Um projeto "global" cujo alcance é inegável, salienta o especialista em questões estratégicas. Com uma população de 1 bilião e 400 milhões de pessoas, "nunca nenhum Governo governou tanta gente como a China".
Esta viagem do governante chinês sela mais um passo para "uma nova ordem mundial, em que, em vez de ser a Europa, os Estados Unidos ou a Rússia a ter mais poder, seria a China".
"Uma Faixa, Uma Rota" é a ligação da China ao mundo, mas sobretudo à Europa, através de quatro vias terrestres e duas marítimas. "O Atlântico Sul não tem uma grande influência norte-americana, e a China quer aproveitar esses buracos." A ideia é firmar acordos de parceria, sem esquecer que a base naval no Djibuti, instalada em 2017 para garantir apoio logístico aos contingentes chineses que atuam em missões das Nações Unidas em África e também para apoio às operações contra a pirataria no Golfo de Aden e na costa da Somália, é um ativo valioso nesta luta pela influência. Recentemente, foi divulgada a intenção chinesa de instalar uma nova base, desta vez na costa atlântica do continente africano.

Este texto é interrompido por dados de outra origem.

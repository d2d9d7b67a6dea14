// SPDX-License-Identifier: AGPL-3.0-or-later
// Copyright (c) 2025 ReifyDB

use strata_core::expression::ExpressionKind;
use strata_type::Datum;

use crate::evaluate::aggregate::Accumulator;

/// Mutable evaluation state of one expression node.
///
/// Mirrors the expression tree one to one and is owned by the stream driving
/// the evaluation; it is never stored inside a node.
#[derive(Debug, Clone, PartialEq)]
pub enum EvalContext {
	Constant,

	Field {
		value: Datum,
	},

	Binary {
		left: Box<EvalContext>,
		right: Box<EvalContext>,
	},

	Not {
		inner: Box<EvalContext>,
	},

	IsNull {
		inner: Box<EvalContext>,
	},

	Aggregate {
		argument: Option<Box<EvalContext>>,
		accumulator: Accumulator,
	},

	Case {
		whens: Vec<WhenContext>,
		else_context: Option<Box<EvalContext>>,
	},
}

/// State of one CASE branch; condition and result accumulate independently.
#[derive(Debug, Clone, PartialEq)]
pub struct WhenContext {
	pub condition: EvalContext,
	pub result: EvalContext,
}

impl EvalContext {
	pub fn kind(&self) -> ExpressionKind {
		match self {
			EvalContext::Constant => ExpressionKind::Constant,
			EvalContext::Field {
				..
			} => ExpressionKind::Field,
			EvalContext::Binary {
				..
			} => ExpressionKind::Binary,
			EvalContext::Not {
				..
			} => ExpressionKind::Not,
			EvalContext::IsNull {
				..
			} => ExpressionKind::IsNull,
			EvalContext::Aggregate {
				..
			} => ExpressionKind::Aggregate,
			EvalContext::Case {
				..
			} => ExpressionKind::Case,
		}
	}
}
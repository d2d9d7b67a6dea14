// SPDX-License-Identifier: AGPL-3.0-or-later
// Copyright (c) 2025 ReifyDB

use strata_core::{
	ColumnCatalog, Row,
	expression::{CaseExpression, ExpressionKind},
};
use strata_type::{Datum, Result, Type, TypeError, return_error};
use tracing::trace;

use crate::{
	EvaluateError,
	evaluate::{EvalContext, Evaluate, WhenContext},
};

pub(crate) fn new_context(case: &CaseExpression) -> EvalContext {
	EvalContext::Case {
		whens: case
			.whens()
			.iter()
			.map(|when| WhenContext {
				condition: when.condition.new_context(),
				result: when.result.new_context(),
			})
			.collect(),
		else_context: case.else_result().map(|else_result| Box::new(else_result.new_context())),
	}
}

/// Feeds the row to every branch condition and result, then to the else.
///
/// Every branch sees every row, whichever branch `terminate` selects later.
pub(crate) fn eval(
	case: &CaseExpression,
	whens: &mut [WhenContext],
	else_context: &mut Option<Box<EvalContext>>,
	catalog: &dyn ColumnCatalog,
	row: &dyn Row,
) -> Result<()> {
	check_shape(case, whens, else_context.as_deref())?;

	for (when, ctx) in case.whens().iter().zip(whens.iter_mut()) {
		when.condition.eval(&mut ctx.condition, catalog, row)?;
		when.result.eval(&mut ctx.result, catalog, row)?;
	}
	if let (Some(else_result), Some(ctx)) = (case.else_result(), else_context.as_deref_mut()) {
		else_result.eval(ctx, catalog, row)?;
	}
	Ok(())
}

/// Result of the first branch whose condition is true, else the else value,
/// else `NULL`.
pub(crate) fn terminate(
	case: &CaseExpression,
	whens: &[WhenContext],
	else_context: Option<&EvalContext>,
) -> Result<Datum> {
	check_shape(case, whens, else_context)?;

	for (idx, (when, ctx)) in case.whens().iter().zip(whens).enumerate() {
		match when.condition.terminate(&ctx.condition)? {
			Datum::Boolean(true) => {
				trace!(branch = idx, "case branch selected");
				return when.result.terminate(&ctx.result);
			}
			Datum::Boolean(false) | Datum::Null => {}
			other => return_error!(TypeError::InvalidCast {
				from: other.get_type(),
				to: Type::Boolean,
			}),
		}
	}

	match (case.else_result(), else_context) {
		(Some(else_result), Some(ctx)) => else_result.terminate(ctx),
		_ => Ok(Datum::Null),
	}
}

fn check_shape(case: &CaseExpression, whens: &[WhenContext], else_context: Option<&EvalContext>) -> Result<()> {
	if case.whens().len() != whens.len() || case.else_result().is_some() != else_context.is_some() {
		return_error!(EvaluateError::ContextShape {
			kind: ExpressionKind::Case,
		});
	}
	Ok(())
}

#[cfg(test)]
mod tests {
	use strata_core::{Schema, Tuple, expression::Expression};

	use super::*;

	fn constant(value: Datum) -> Expression {
		Expression::constant(value)
	}

	fn single_row(expression: &Expression) -> Result<Datum> {
		let mut ctx = expression.new_context();
		expression.eval(&mut ctx, &Schema::new(), &Tuple::default())?;
		expression.terminate(&ctx)
	}

	mod terminate {
		use super::*;

		#[test]
		fn test_first_true_branch_wins() {
			let case: Expression = CaseExpression::new()
				.with_when(constant(Datum::bool(false)), constant(Datum::int(1)))
				.with_when(constant(Datum::bool(true)), constant(Datum::int(2)))
				.with_when(constant(Datum::bool(true)), constant(Datum::int(3)))
				.with_else(constant(Datum::int(4)))
				.into();
			assert_eq!(single_row(&case).unwrap(), Datum::int(2));
		}

		#[test]
		fn test_else_when_nothing_matches() {
			let case: Expression = CaseExpression::new()
				.with_when(constant(Datum::bool(false)), constant(Datum::int(1)))
				.with_else(constant(Datum::int(4)))
				.into();
			assert_eq!(single_row(&case).unwrap(), Datum::int(4));
		}

		#[test]
		fn test_null_without_else() {
			let case: Expression =
				CaseExpression::new().with_when(constant(Datum::bool(false)), constant(Datum::int(1))).into();
			assert_eq!(single_row(&case).unwrap(), Datum::Null);
			assert_eq!(single_row(&CaseExpression::new().into()).unwrap(), Datum::Null);
		}

		#[test]
		fn test_null_condition_does_not_match() {
			let case: Expression = CaseExpression::new()
				.with_when(Expression::null(), constant(Datum::int(1)))
				.with_else(constant(Datum::int(2)))
				.into();
			assert_eq!(single_row(&case).unwrap(), Datum::int(2));
		}

		#[test]
		fn test_non_boolean_condition() {
			let case: Expression =
				CaseExpression::new().with_when(constant(Datum::int(1)), constant(Datum::int(1))).into();
			let err = single_row(&case).unwrap_err();
			assert_eq!(err.code(), "CAST_001");
		}

		#[test]
		fn test_later_conditions_are_not_consulted() {
			let case: Expression = CaseExpression::new()
				.with_when(constant(Datum::bool(true)), constant(Datum::int(1)))
				.with_when(constant(Datum::text("not a boolean")), constant(Datum::int(2)))
				.into();
			assert_eq!(single_row(&case).unwrap(), Datum::int(1));
		}
	}

	mod context {
		use super::*;

		#[test]
		fn test_one_when_context_per_branch() {
			let case: Expression = CaseExpression::new()
				.with_when(constant(Datum::bool(false)), Expression::count_star())
				.with_when(constant(Datum::bool(true)), Expression::count_star())
				.with_else(Expression::count_star())
				.into();
			let EvalContext::Case {
				whens,
				else_context,
			} = case.new_context()
			else {
				panic!("expected a case context");
			};
			assert_eq!(whens.len(), 2);
			assert!(else_context.is_some());
		}

		#[test]
		fn test_shape_mismatch() {
			let with_else: Expression = CaseExpression::new()
				.with_when(constant(Datum::bool(true)), constant(Datum::int(1)))
				.with_else(constant(Datum::int(2)))
				.into();
			let without_else: Expression =
				CaseExpression::new().with_when(constant(Datum::bool(true)), constant(Datum::int(1))).into();

			let ctx = without_else.new_context();
			let err = with_else.terminate(&ctx).unwrap_err();
			assert_eq!(err.code(), "EVAL_002");
		}
	}
}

Garcia Leandro acredita que o momento apresenta grandes oportunidades para o Estado asiático que um dia construiu um império. "Estamos a ver os Estados Unidos cheios de dificuldades. Parece que aquele país ainda não acabou a guerra civil. Estão numa fase que não é ascensional, a China está numa fase ascensional."
"A China ainda está muito atrasada em termos de qualidade de vida", admite o antigo governador de Macau, que vê, ainda assim e sem sombra de dúvidas, o país a alcançar um aumento do PIB mundial, em 2040 ou 2050 - outros especialistas até apontam para mais cedo -, que o levará a um posto de liderança económica.